Als eine weitere Kenngröße für die globale Komplexität des Repository kann die Anzahl der in den Repository-Tabellen definierten Attribute angesehen werden. Im Rahmen einer diesbezüglichen Analyse wurde festgestellt, daß die derzeit 1105 Tabellen des Repository insgesamt 6512 Attribute mit 705 unterschiedlichen Namen enthalten.

Zwischenzeitlich gibt es von Release 2 einen weiteren Modifikationslevel. Dieser enthält eine noch größere Anzahl an Entitäten und Beziehungen des Informationsmodells als der Modifikationslevel 1, der an der Fachhochschule gerade installiert wurde (siehe Abbildung). Das hat zur Folge, daß die Anzahl der DB2-Tabellen und Indexe entsprechend zunehmen wird.

Derzeit bietet die IBM im Rahmen des Repository lediglich für den Werkzeugbauer und nicht für den Entwickler von Anwendungssoftware zwei Werkzeuge an, die mit dem Repository ausgeliefert werden. Mit ihnen wird auf die Metadaten des Repository, das sogenannten "Information Model" zugegriffen. Hierin ist die Struktur des Repository definiert.

Das Information Model enthält das Enterprise Model und die Technology Models. Im Enterprise Model ist festgelegt, welche Informationen über die unternehmensweite Datenmodellierung von den Werkzeugbauern im Repository abgelegt werden können. Technology Models gibt es derzeit für die Ablage von Strukturdaten über DL/l, DB2, Cobol-Datenstrukturen, Maskenstrukturdaten von CICS, DL/1, Easel etc.

Weiterhin können mit den Sprachmitteln, die im Repository Manager enthalten sind beziehungsweise unmittelbar dazugehören, Software-Entwicklungswerkzeuge gebaut werden. Das eine der mitgelieferten Werkzeuge läuft vollständig unter ISPF/PDF auf dem Großrechner. Obwohl seine Oberfläche rein textorientiert ist, spielt es derzeit für den Werkzeugbauer noch die maßgebliche Rolle. Das zweite Werkzeug mit dem Namen RM-Graph läuft auf dem PS/2-Kleinrechner unter dem Betriebssystem OS/2 EC und hier speziell unter dem Presentation Manager. RM-Graph hat eine zeitgemäße, übersichtliche und leicht zu bedienende grafische Oberfläche mit Mausunterstützung. Mit Hilfe der Kommunikations-Manager-Komponente von OS/2 werden Metadaten, die im Repository des Großrechners zentral gespeichert sind, dem Systementwickler in grafischer Form online auf dem Kleinrechner präsentiert.

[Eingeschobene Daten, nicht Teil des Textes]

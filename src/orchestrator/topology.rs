//! Environment topologies and container planning.
//!
//! A [`Topology`] knows which containers make up an environment, in start
//! order, and how each one is configured. The orchestrator only walks the
//! resulting plan; everything shape-specific lives here.

use crate::configuration::config::EnvironmentConfig;
use crate::configuration::types::{images, Dependency};
use crate::runtime::ContainerSpec;

/// Application port inside every Mattermost container.
pub const APP_PORT: u16 = 8065;
pub const POSTGRES_PORT: u16 = 5432;
pub const INBUCKET_WEB_PORT: u16 = 9000;
pub const INBUCKET_SMTP_PORT: u16 = 2500;
pub const NGINX_PORT: u16 = 80;

/// Postgres credentials baked into the test database container.
pub const DB_USER: &str = "mmuser";
pub const DB_PASSWORD: &str = "mostest";
pub const DB_NAME: &str = "mattermost_test";

/// Shape of the provisioned environment.
#[derive(Debug, Clone, Copy, PartialEq, Eq)]
pub enum Topology {
    /// One app node with its database and mail catcher.
    Single,
    /// Three clustered app nodes behind a round-robin nginx.
    Ha,
    /// Two independent app nodes served under `/mattermost1` and
    /// `/mattermost2` by a path-routing nginx.
    Subpath,
}

impl Topology {
    pub fn from_config(config: &EnvironmentConfig) -> Self {
        if config.ha {
            Topology::Ha
        } else if config.subpath {
            Topology::Subpath
        } else {
            Topology::Single
        }
    }

    /// Recovers the topology from the container names recorded in a
    /// session, for operations that run without the original flags.
    pub fn infer(container_names: &[String]) -> Self {
        if container_names.iter().any(|n| n == "mattermost-leader") {
            Topology::Ha
        } else if container_names.iter().any(|n| n == "mattermost-server1") {
            Topology::Subpath
        } else {
            Topology::Single
        }
    }

    /// Application node names, in start order.
    pub fn app_nodes(&self) -> Vec<&'static str> {
        match self {
            Topology::Single => vec!["mattermost"],
            Topology::Ha => vec![
                "mattermost-leader",
                "mattermost-follower",
                "mattermost-follower2",
            ],
            Topology::Subpath => vec!["mattermost-server1", "mattermost-server2"],
        }
    }

    pub fn has_proxy(&self) -> bool {
        !matches!(self, Topology::Single)
    }

    /// Database container feeding the given app node.
    fn postgres_for(&self, node: &str) -> &'static str {
        if *self == Topology::Subpath && node == "mattermost-server2" {
            "postgres2"
        } else {
            "postgres"
        }
    }

    /// Mail catcher feeding the given app node.
    fn inbucket_for(&self, node: &str) -> &'static str {
        if *self == Topology::Subpath && node == "mattermost-server2" {
            "inbucket2"
        } else {
            "inbucket"
        }
    }
}

/// Rank deciding start order; teardown walks the reverse.
pub fn start_rank(name: &str) -> u8 {
    if name.starts_with("postgres") {
        0
    } else if name.starts_with("inbucket") {
        1
    } else if name.starts_with("mattermost") {
        3
    } else if name == "nginx" {
        4
    } else {
        // openldap / minio / elasticsearch
        2
    }
}

/// Datasource string as seen from inside the container network.
pub fn internal_datasource(postgres_host: &str) -> String {
    format!(
        "postgres://{}:{}@{}:{}/{}?sslmode=disable",
        DB_USER, DB_PASSWORD, postgres_host, POSTGRES_PORT, DB_NAME
    )
}

/// Environment for one application node: database and mail wiring, local
/// mode for `mmctl`, dependency settings, and per-topology extras.
pub fn app_env(topology: Topology, deps: &[Dependency], node: &str) -> Vec<(String, String)> {
    let mut env: Vec<(String, String)> = vec![
        ("MM_SQLSETTINGS_DRIVERNAME".into(), "postgres".into()),
        (
            "MM_SQLSETTINGS_DATASOURCE".into(),
            internal_datasource(topology.postgres_for(node)),
        ),
        (
            "MM_EMAILSETTINGS_SMTPSERVER".into(),
            topology.inbucket_for(node).into(),
        ),
        (
            "MM_EMAILSETTINGS_SMTPPORT".into(),
            INBUCKET_SMTP_PORT.to_string(),
        ),
        ("MM_SERVICESETTINGS_ENABLELOCALMODE".into(), "true".into()),
    ];

    for dep in deps {
        match dep {
            Dependency::OpenLdap => {
                env.push(("MM_LDAPSETTINGS_ENABLE".into(), "true".into()));
                env.push(("MM_LDAPSETTINGS_LDAPSERVER".into(), "openldap".into()));
                env.push(("MM_LDAPSETTINGS_LDAPPORT".into(), "389".into()));
                env.push((
                    "MM_LDAPSETTINGS_BASEDN".into(),
                    "dc=mm,dc=test,dc=com".into(),
                ));
                env.push((
                    "MM_LDAPSETTINGS_BINDUSERNAME".into(),
                    "cn=admin,dc=mm,dc=test,dc=com".into(),
                ));
                env.push(("MM_LDAPSETTINGS_BINDPASSWORD".into(), DB_PASSWORD.into()));
            }
            Dependency::Minio => {
                env.push(("MM_FILESETTINGS_DRIVERNAME".into(), "amazons3".into()));
                env.push((
                    "MM_FILESETTINGS_AMAZONS3ACCESSKEYID".into(),
                    "minioaccesskey".into(),
                ));
                env.push((
                    "MM_FILESETTINGS_AMAZONS3SECRETACCESSKEY".into(),
                    "miniosecretkey".into(),
                ));
                env.push((
                    "MM_FILESETTINGS_AMAZONS3BUCKET".into(),
                    "mattermost-test".into(),
                ));
                env.push((
                    "MM_FILESETTINGS_AMAZONS3ENDPOINT".into(),
                    "minio:9000".into(),
                ));
                env.push(("MM_FILESETTINGS_AMAZONS3SSL".into(), "false".into()));
            }
            Dependency::Elasticsearch => {
                env.push((
                    "MM_ELASTICSEARCHSETTINGS_CONNECTIONURL".into(),
                    "http://elasticsearch:9200".into(),
                ));
                env.push((
                    "MM_ELASTICSEARCHSETTINGS_ENABLEINDEXING".into(),
                    "true".into(),
                ));
            }
        }
    }

    match topology {
        Topology::Single => {}
        Topology::Ha => {
            env.push(("MM_CLUSTERSETTINGS_ENABLE".into(), "true".into()));
            env.push(("MM_CLUSTERSETTINGS_CLUSTERNAME".into(), "mm_tc".into()));
            env.push(("MM_CLUSTERSETTINGS_OVERRIDEHOSTNAME".into(), node.into()));
        }
        Topology::Subpath => {
            let subpath = if node == "mattermost-server1" {
                "/mattermost1"
            } else {
                "/mattermost2"
            };
            env.push((
                "MM_SERVICESETTINGS_SITEURL".into(),
                format!("http://nginx{}", subpath),
            ));
        }
    }

    // Host overrides win over the computed defaults; the server takes the
    // last occurrence of a repeated variable.
    for (key, value) in std::env::vars() {
        if key.starts_with("MM_") && key != "MM_SERVICESETTINGS_SITEURL" {
            env.push((key, value));
        }
    }

    env
}

fn postgres_spec(name: &str, network: &str) -> ContainerSpec {
    ContainerSpec::new(name, images::POSTGRES, network)
        .env("POSTGRES_USER", DB_USER)
        .env("POSTGRES_PASSWORD", DB_PASSWORD)
        .env("POSTGRES_DB", DB_NAME)
        .publish(POSTGRES_PORT)
}

fn inbucket_spec(name: &str, network: &str) -> ContainerSpec {
    ContainerSpec::new(name, images::INBUCKET, network)
        .publish(INBUCKET_WEB_PORT)
        .publish(INBUCKET_SMTP_PORT)
}

fn dependency_spec(dep: Dependency, network: &str) -> ContainerSpec {
    let spec = ContainerSpec::new(dep.container_name(), dep.image(), network)
        .publish(dep.internal_port());
    match dep {
        Dependency::OpenLdap => spec
            .env("LDAP_ORGANISATION", "Mattermost Test")
            .env("LDAP_DOMAIN", "mm.test.com")
            .env("LDAP_ADMIN_PASSWORD", DB_PASSWORD)
            .env("LDAP_TLS", "false"),
        Dependency::Minio => {
            let mut spec = spec
                .env("MINIO_ROOT_USER", "minioaccesskey")
                .env("MINIO_ROOT_PASSWORD", "miniosecretkey");
            spec.command = vec![String::from("server"), String::from("/data")];
            spec
        }
        Dependency::Elasticsearch => spec
            .env("discovery.type", "single-node")
            .env("xpack.security.enabled", "false")
            .env("ES_JAVA_OPTS", "-Xms512m -Xmx512m"),
    }
}

fn nginx_conf(topology: Topology) -> String {
    match topology {
        Topology::Single => unreachable!("single topology has no proxy"),
        Topology::Ha => String::from(
            "upstream backend {\n\
             \x20 server mattermost-leader:8065;\n\
             \x20 server mattermost-follower:8065;\n\
             \x20 server mattermost-follower2:8065;\n\
             }\n\
             server {\n\
             \x20 listen 80;\n\
             \x20 location / {\n\
             \x20   proxy_pass http://backend;\n\
             \x20   proxy_http_version 1.1;\n\
             \x20   proxy_set_header Upgrade $http_upgrade;\n\
             \x20   proxy_set_header Connection \"upgrade\";\n\
             \x20   proxy_set_header Host $host;\n\
             \x20 }\n\
             }\n",
        ),
        Topology::Subpath => String::from(
            "server {\n\
             \x20 listen 80;\n\
             \x20 location /mattermost1/ {\n\
             \x20   proxy_pass http://mattermost-server1:8065/;\n\
             \x20   proxy_http_version 1.1;\n\
             \x20   proxy_set_header Upgrade $http_upgrade;\n\
             \x20   proxy_set_header Connection \"upgrade\";\n\
             \x20   proxy_set_header Host $host;\n\
             \x20 }\n\
             \x20 location /mattermost2/ {\n\
             \x20   proxy_pass http://mattermost-server2:8065/;\n\
             \x20   proxy_http_version 1.1;\n\
             \x20   proxy_set_header Upgrade $http_upgrade;\n\
             \x20   proxy_set_header Connection \"upgrade\";\n\
             \x20   proxy_set_header Host $host;\n\
             \x20 }\n\
             }\n",
        ),
    }
}

fn nginx_spec(topology: Topology, network: &str) -> ContainerSpec {
    // The config is written at container start so the stock image can be
    // used without a bind mount.
    let script = format!(
        "printf '%s' '{}' > /etc/nginx/conf.d/default.conf && exec nginx -g 'daemon off;'",
        nginx_conf(topology).replace('\'', "'\\''")
    );
    let mut spec = ContainerSpec::new("nginx", images::NGINX, network).publish(NGINX_PORT);
    spec.command = vec![String::from("sh"), String::from("-c"), script];
    spec
}

/// Application node container.
pub fn app_spec(
    topology: Topology,
    deps: &[Dependency],
    node: &str,
    image: &str,
    network: &str,
) -> ContainerSpec {
    let mut spec = ContainerSpec::new(node, image, network).publish(APP_PORT);
    spec.env = app_env(topology, deps, node);
    spec
}

/// Full container plan for a fresh environment, in start order.
pub fn plan(
    topology: Topology,
    deps: &[Dependency],
    server_image: &str,
    network: &str,
) -> Vec<ContainerSpec> {
    let mut specs = vec![postgres_spec("postgres", network)];
    if topology == Topology::Subpath {
        specs.push(postgres_spec("postgres2", network));
    }
    specs.push(inbucket_spec("inbucket", network));
    if topology == Topology::Subpath {
        specs.push(inbucket_spec("inbucket2", network));
    }
    for dep in deps {
        specs.push(dependency_spec(*dep, network));
    }
    for node in topology.app_nodes() {
        specs.push(app_spec(topology, deps, node, server_image, network));
    }
    if topology.has_proxy() {
        specs.push(nginx_spec(topology, network));
    }
    specs
}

Dies geschieht im Rahmen eines kooperativen Datenverarbeitungsprozesses zwischen Klein- und Großrechner.

Dadurch kann man sich derzeit das Datenmodell des Repository in Form von Entitäts-Beziehungs-Diagrammen auf dem Arbeitsplatz-Computer grafisch darstellen lassen. Bei Bedarf können weitere Modellelemente zum Informationsmodell des Repository hinzugefügt werden.

Wer die Arbeitsgeschwindigkeit vom Umgang mit den dezentral auf der Enzyklopädie operierenden ADW-Workstations von Knowledgeware gewohnt ist - an der Fachhochschule Heidelberg sind derzeit 30 Lizenzen, im Einsatz -, dem fällt das schlechte Antwortzeitverhalten des Repository-Systems auf.

Es ist sowohl an der Großrechnerschnittstelle unter ISPF/PDF als auch an der Kleinrechnerschnittstelle unter RM-Graph schon bei einem einzigen Benutzer nicht zufriedenstellend. Zur Verbesserung der Performance ist deshalb noch viel Arbeit von der IBM zu leisten, sei es in der Optimierung der Repository-Manager-Software oder sei es in der Optimierung der Aufteilung der Dateien und Tabellen des Repository.